Island Sea Lions Offer Clues to Mysteriously Missing Mammals


The Falkland Islands population hasn’t bounced back despite an end to hunting over 50 years ago. Now scientists are closing in on the cause.

By Laura Parker

PUBLISHED AUGUST 11, 2016

Just off the southernmost tip of South America, a cluster of small islands presents a huge puzzle for marine mammal experts.

The Falkland Islands, isolated in the far reaches of the southwest Atlantic Ocean, once boasted one of the world’s largest populations of southern sea lions. Now, they have one of the smallest. Hunting is the main reason for historical declines of seals and sea lions worldwide, but the Falklands population never recovered even though commercial hunts ended more than half a century ago.

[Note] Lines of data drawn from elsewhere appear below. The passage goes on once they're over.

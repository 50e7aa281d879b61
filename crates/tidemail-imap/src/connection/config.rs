//! Connection configuration types.

use std::time::Duration;

use crate::command::DEFAULT_TAG_PREFIX;

/// Default number of waits for a line before the connection is presumed dead.
pub const DEFAULT_READ_ATTEMPTS: u32 = 2;

/// Connection security mode.
#[derive(Debug, Clone, Copy, PartialEq, Eq, Default)]
pub enum Security {
    /// No encryption (port 143). **Not recommended for production.**
    None,
    /// TLS from the start (port 993). **Recommended.**
    #[default]
    Implicit,
}

impl Security {
    /// Returns the default port for this security mode.
    #[must_use]
    pub const fn default_port(self) -> u16 {
        match self {
            Self::None => 143,
            Self::Implicit => 993,
        }
    }
}

/// IMAP connection configuration.
#[derive(Debug, Clone)]
pub struct Config {
    /// Server hostname.
    pub host: String,
    /// Server port.
    pub port: u16,
    /// Security mode.
    pub security: Security,
    /// Connection timeout.
    pub connect_timeout: Duration,
    /// How long one read waits for data.
    pub io_timeout: Duration,
    /// Reads attempted before a line is given up on.
    pub read_attempts: u32,
    /// Prefix of generated command tags.
    pub tag_prefix: String,
}

impl Config {
    /// Creates a new configuration with implicit TLS on port 993.
    #[must_use]
    pub fn new(host: impl Into<String>) -> Self {
        ConfigBuilder::new(host).build()
    }

    /// Creates a configuration builder.
    #[must_use]
    pub fn builder(host: impl Into<String>) -> ConfigBuilder {
        ConfigBuilder::new(host)
    }
}

/// Builder for connection configuration.
#[derive(Debug, Clone)]
pub struct ConfigBuilder {
    host: String,
    port: Option<u16>,
    security: Security,
    connect_timeout: Duration,
    io_timeout: Duration,
    read_attempts: u32,
    tag_prefix: String,
}

impl ConfigBuilder {
    /// Creates a new builder with the given hostname.
    #[must_use]
    pub fn new(host: impl Into<String>) -> Self {
        Self {
            host: host.into(),
            port: None,
            security: Security::Implicit,
            connect_timeout: Duration::from_secs(30),
            io_timeout: Duration::from_secs(60),
            read_attempts: DEFAULT_READ_ATTEMPTS,
            tag_prefix: DEFAULT_TAG_PREFIX.to_string(),
        }
    }

    /// Sets the port.
    #[must_use]
    pub const fn port(mut self, port: u16) -> Self {
        self.port = Some(port);
        self
    }

    /// Sets the security mode.
    #[must_use]
    pub const fn security(mut self, security: Security) -> Self {
        self.security = security;
        self
    }

    /// Sets the connection timeout.
    #[must_use]
    pub const fn connect_timeout(mut self, timeout: Duration) -> Self {
        self.connect_timeout = timeout;
        self
    }

    /// Sets the I/O timeout.
    #[must_use]
    pub const fn io_timeout(mut self, timeout: Duration) -> Self {
        self.io_timeout = timeout;
        self
    }

    /// Sets how many timed-out waits a read tolerates. Zero is treated as one.
    #[must_use]
    pub const fn read_attempts(mut self, attempts: u32) -> Self {
        self.read_attempts = attempts;
        self
    }

    /// Sets the command tag prefix.
    #[must_use]
    pub fn tag_prefix(mut self, prefix: impl Into<String>) -> Self {
        self.tag_prefix = prefix.into();
        self
    }

    /// Builds the configuration.
    #[must_use]
    pub fn build(self) -> Config {
        Config {
            host: self.host,
            port: self.port.unwrap_or_else(|| self.security.default_port()),
            security: self.security,
            connect_timeout: self.connect_timeout,
            io_timeout: self.io_timeout,
            read_attempts: self.read_attempts.max(1),
            tag_prefix: self.tag_prefix,
        }
    }
}

#[cfg(test)]
#[allow(
    clippy::unwrap_used,
    clippy::redundant_clone,
    clippy::manual_string_new,
    clippy::needless_collect,
    clippy::unreadable_literal,
    clippy::used_underscore_items,
    clippy::similar_names
)]
mod tests {
    use super::*;

    #[test]
    fn test_default_ports() {
        assert_eq!(Security::None.default_port(), 143);
        assert_eq!(Security::Implicit.default_port(), 993);
    }

    #[test]
    fn test_config_new() {
        let config = Config::new("imap.example.com");
        assert_eq!(config.host, "imap.example.com");
        assert_eq!(config.port, 993);
        assert_eq!(config.security, Security::Implicit);
        assert_eq!(config.read_attempts, 2);
        assert_eq!(config.tag_prefix, "THIMAP");
    }

    #[test]
    fn test_config_builder() {
        let config = Config::builder("imap.example.com")
            .port(1993)
            .connect_timeout(Duration::from_secs(10))
            .io_timeout(Duration::from_secs(5))
            .read_attempts(4)
            .tag_prefix("T")
            .build();

        assert_eq!(config.port, 1993);
        assert_eq!(config.connect_timeout, Duration::from_secs(10));
        assert_eq!(config.io_timeout, Duration::from_secs(5));
        assert_eq!(config.read_attempts, 4);
        assert_eq!(config.tag_prefix, "T");
    }

    #[test]
    fn test_config_builder_default_port() {
        let config = Config::builder("imap.example.com")
            .security(Security::None)
            .build();

        assert_eq!(config.port, 143);
    }

    #[test]
    fn test_zero_read_attempts_clamped() {
        let config = Config::builder("h").read_attempts(0).build();
        assert_eq!(config.read_attempts, 1);
    }
}
//! Error types for MIME decoding.

/// Result type alias for MIME operations.
pub type Result<T> = std::result::Result<T, Error>;

/// MIME error types.
#[derive(Debug, thiserror::Error)]
pub enum Error {
    /// Invalid encoding.
    #[error("Invalid encoding: {0}")]
    InvalidEncoding(String),

    /// Base64 decode error.
    #[error("Base64 decode error: {0}")]
    Base64Decode(#[from] base64::DecodeError),
}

That’s especially odd, because elsewhere around the globe, other populations of sea lions and seals that were hunted to near extinction have bounced back. For example, the neighboring Antarctic fur seals, with pelts so prized that hunters had nearly wiped them out by the early 1900s, have rebounded to about three million individuals today.

For years, scientists blamed hunts off Argentina for the severe population decline in the Falklands. If the sea lions traveled from their island breeding grounds to the mainland while hunts were still happening, big commercial operations around the Argentine coast may have made too large a dent in their numbers.

But a new study based on sea lion genetics paints a much more complicated picture. For starters, it appears that the Falklands sea lions may not have been travelling to Argentina. Instead, a combination of changes to their habitat, including warmer waters due to climate change, has had a devastating impact that continues to ripple through the population.

“This realization is important, because it influences how we interpret threats to sea lion population persistence,” says Alastair Baylis, a marine ecologist with the Icelandic Seal Center and the South Atlantic Environmental Research Institute in the Falklands. “If we are correct, it suggests sea lions are more vulnerable than previously thought.”